The full set of entries below should be transcribed exactly.

== DATA FOR THIS TASK ==

//! Delta engines.
//!
//! The engine performs the actual delta application. It is injected into the
//! [`Patcher`](crate::Patcher) so the platform library, the portable bsdiff
//! engine or a test double can be swapped without touching the chain logic.

use std::io;
use thiserror::Error;

pub mod bsdiff;
#[cfg(windows)]
pub mod msdelta;

/// Flags passed to the engine for every apply call.
#[derive(Debug, Clone, Copy, PartialEq, Eq, Default)]
pub enum ApplyFlags {
    /// Only the current patch format is accepted.
    #[default]
    None,
    /// The engine may also accept the legacy (PA19) format.
    AllowLegacyFormat,
}

impl ApplyFlags {
    /// Flags for a legacy switch.
    pub fn from_legacy(legacy: bool) -> Self {
        if legacy {
            ApplyFlags::AllowLegacyFormat
        } else {
            ApplyFlags::None
        }
    }

    /// Raw flag word, as understood by `ApplyDeltaB`.
    pub fn bits(self) -> u64 {
        match self {
            ApplyFlags::None => 0x0000_0000,
            ApplyFlags::AllowLegacyFormat => 0x0000_0001,
        }
    }

    pub fn allows_legacy(self) -> bool {
        self == ApplyFlags::AllowLegacyFormat
    }
}

/// Read-only view of an input buffer.
///
/// Engines never edit their inputs, the shared borrow makes that explicit.
#[derive(Debug, Clone, Copy, PartialEq, Eq)]
pub struct BufferView<'a> {
    bytes: &'a [u8],
}

impl<'a> BufferView<'a> {
    pub fn new(bytes: &'a [u8]) -> Self {
        BufferView { bytes }
    }

    pub fn as_bytes(&self) -> &'a [u8] {
        self.bytes
    }

    pub fn as_ptr(&self) -> *const u8 {
        self.bytes.as_ptr()
    }

    pub fn len(&self) -> usize {
        self.bytes.len()
    }

    pub fn is_empty(&self) -> bool {
        self.bytes.is_empty()
    }
}

impl<'a> From<&'a [u8]> for BufferView<'a> {
    fn from(bytes: &'a [u8]) -> Self {
        BufferView::new(bytes)
    }
}

/// Failure reported by an engine.
#[derive(Error, Debug)]
pub enum EngineFailure {
    /// The engine refused the patch without further detail.
    #[error("delta engine rejected the patch")]
    Rejected,

    /// OS or stream level error.
    #[error("delta engine error: {0}")]
    Io(#[from] io::Error),

    /// The patch payload is not something the engine can use.
    #[error("corrupt patch payload: {0}")]
    Corrupt(String),
}

/// Delta application capability.
///
/// Every `Output` returned by [`apply`](DeltaEngine::apply) must be passed to
/// [`free`](DeltaEngine::free) exactly once. Taking it by value there makes a
/// second release impossible to express.
pub trait DeltaEngine {
    /// Engine-owned output buffer.
    type Output: AsRef<[u8]>;

    /// Apply `patch` to `source`, producing a new buffer.
    fn apply(
        &self,
        flags: ApplyFlags,
        source: BufferView<'_>,
        patch: BufferView<'_>,
    ) -> Result<Self::Output, EngineFailure>;

    /// Release a buffer produced by `apply`.
    fn free(&self, output: Self::Output);
}
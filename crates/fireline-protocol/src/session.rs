//! Session Registry DTOs.

use serde::{Deserialize, Serialize};
use uuid::Uuid;

/// Fixed activity-label set.
///
/// A small fixed set covering the scenarios the post-hoc labeling workflow
/// (`update_labels`) is built for, plus `Other` as an escape hatch so the
/// registry never has to reject a label outright. See `DESIGN.md` for the
/// rationale.
#[derive(Debug, Clone, Copy, PartialEq, Eq, Serialize, Deserialize)]
#[serde(rename_all = "snake_case")]
pub enum ActivityType {
    Walking,
    Running,
    Climbing,
    Crawling,
    Search,
    Rescue,
    Drill,
    Other,
}

#[derive(Debug, Clone, Copy, PartialEq, Eq, Serialize, Deserialize)]
#[serde(rename_all = "snake_case")]
pub enum SessionStatus {
    Recording,
    Stopped,
}

#[derive(Debug, Clone, Serialize, Deserialize)]
pub struct SessionSummary {
    pub id: Uuid,
    pub name: String,
    pub activity_type: Option<ActivityType>,
    pub created_at: String,
    pub stopped_at: Option<String>,
    pub status: SessionStatus,
}

#[derive(Debug, Clone, Serialize, Deserialize)]
pub struct SessionDetail {
    #[serde(flatten)]
    pub summary: SessionSummary,
    pub window_count: i64,
    pub foot_reading_count: i64,
    pub accel_reading_count: i64,
}

#[derive(Debug, Clone, Deserialize)]
pub struct CreateSessionRequest {
    pub name: String,
    pub activity_type: Option<ActivityType>,
}

#[derive(Debug, Clone, Deserialize)]
pub struct UpdateSessionRequest {
    pub name: Option<String>,
    pub activity_type: Option<ActivityType>,
    /// Window labels to attach as part of the same update (spec §4.9
    /// `update_labels`, folded into this single endpoint per §6.4).
    #[serde(default)]
    pub labels: Option<Vec<WindowLabel>>,
}

/// Attach a label to a specific window, for the post-hoc labeling workflow.
#[derive(Debug, Clone, Deserialize)]
pub struct WindowLabel {
    pub window_id: Uuid,
    pub label: String,
}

===

### PROBLEM SOLUTION:
//! Delta engines.
//!
//! The engine performs the actual delta application. It is injected into the
//! [`Patcher`](crate::Patcher) so the platform library, the portable bsdiff
//! engine or a test double can be swapped without touching the chain logic.

use std::io;
use thiserror::Error;

pub mod bsdiff;
#[cfg(windows)]
pub mod msdelta;

/// Flags passed to the engine for every apply call.
#[derive(Debug, Clone, Copy, PartialEq, Eq, Default)]
pub enum ApplyFlags {
    /// Only the current patch format is accepted.
    #[default]
    None,
    /// The engine may also accept the legacy (PA19) format.
    AllowLegacyFormat,
}

impl ApplyFlags {
    /// Flags for a legacy switch.
    pub fn from_legacy(legacy: bool) -> Self {
        if legacy {
            ApplyFlags::AllowLegacyFormat
        } else {
            ApplyFlags::None
        }
    }

    /// Raw flag word, as understood by `ApplyDeltaB`.
    pub fn bits(self) -> u64 {
        match self {
            ApplyFlags::None => 0x0000_0000,
            ApplyFlags::AllowLegacyFormat => 0x0000_0001,
        }
    }

    pub fn allows_legacy(self) -> bool {
        self == ApplyFlags::AllowLegacyFormat
    }
}

/// Read-only view of an input buffer.
///
/// Engines never edit their inputs, the shared borrow makes that explicit.
#[derive(Debug, Clone, Copy, PartialEq, Eq)]
pub struct BufferView<'a> {
    bytes: &'a [u8],
}

impl<'a> BufferView<'a> {
    pub fn new(bytes: &'a [u8]) -> Self {
        BufferView { bytes }
    }

    pub fn as_bytes(&self) -> &'a [u8] {
        self.bytes
    }

    pub fn as_ptr(&self) -> *const u8 {
        self.bytes.as_ptr()
    }

    pub fn len(&self) -> usize {
        self.bytes.len()
    }

    pub fn is_empty(&self) -> bool {
        self.bytes.is_empty()
    }
}

impl<'a> From<&'a [u8]> for BufferView<'a> {
    fn from(bytes: &'a [u8]) -> Self {
        BufferView::new(bytes)
    }
}

/// Failure reported by an engine.
#[derive(Error, Debug)]
pub enum EngineFailure {
    /// The engine refused the patch without further detail.
    #[error("delta engine rejected the patch")]
    Rejected,

    /// OS or stream level error.
    #[error("delta engine error: {0}")]
    Io(#[from] io::Error),

    /// The patch payload is not something the engine can use.
    #[error("corrupt patch payload: {0}")]
    Corrupt(String),
}

/// Delta application capability.
///
/// Every `Output` returned by [`apply`](DeltaEngine::apply) must be passed to
/// [`free`](DeltaEngine::free) exactly once. Taking it by value there makes a
/// second release impossible to express.
pub trait DeltaEngine {
    /// Engine-owned output buffer.
    type Output: AsRef<[u8]>;

    /// Apply `patch` to `source`, producing a new buffer.
    fn apply(
        &self,
        flags: ApplyFlags,
        source: BufferView<'_>,
        patch: BufferView<'_>,
    ) -> Result<Self::Output, EngineFailure>;

    /// Release a buffer produced by `apply`.
    fn free(&self, output: Self::Output);
}
filename crates/fireline-protocol/src/session.rs
//! Session Registry DTOs.

use serde::{Deserialize, Serialize};
use uuid::Uuid;

/// Fixed activity-label set.
///
/// A small fixed set covering the scenarios the post-hoc labeling workflow
/// (`update_labels`) is built for, plus `Other` as an escape hatch so the
/// registry never has to reject a label outright. See `DESIGN.md` for the
/// rationale.
#[derive(Debug, Clone, Copy, PartialEq, Eq, Serialize, Deserialize)]
#[serde(rename_all = "snake_case")]
pub enum ActivityType {
    Walking,
    Running,
    Climbing,
    Crawling,
    Search,
    Rescue,
    Drill,
    Other,
}

#[derive(Debug, Clone, Copy, PartialEq, Eq, Serialize, Deserialize)]
#[serde(rename_all = "snake_case")]
pub enum SessionStatus {
    Recording,
    Stopped,
}

#[derive(Debug, Clone, Serialize, Deserialize)]
pub struct SessionSummary {
    pub id: Uuid,
    pub name: String,
    pub activity_type: Option<ActivityType>,
    pub created_at: String,
    pub stopped_at: Option<String>,
    pub status: SessionStatus,
}

#[derive(Debug, Clone, Serialize, Deserialize)]
pub struct SessionDetail {
    #[serde(flatten)]
    pub summary: SessionSummary,
    pub window_count: i64,
    pub foot_reading_count: i64,
    pub accel_reading_count: i64,
}

#[derive(Debug, Clone, Deserialize)]
pub struct CreateSessionRequest {
    pub name: String,
    pub activity_type: Option<ActivityType>,
}

#[derive(Debug, Clone, Deserialize)]
pub struct UpdateSessionRequest {
    pub name: Option<String>,
    pub activity_type: Option<ActivityType>,
    /// Window labels to attach as part of the same update (spec §4.9
    /// `update_labels`, folded into this single endpoint per §6.4).
    #[serde(default)]
    pub labels: Option<Vec<WindowLabel>>,
}

/// Attach a label to a specific window, for the post-hoc labeling workflow.
#[derive(Debug, Clone, Deserialize)]
pub struct WindowLabel {
    pub window_id: Uuid,
    pub label: String,
}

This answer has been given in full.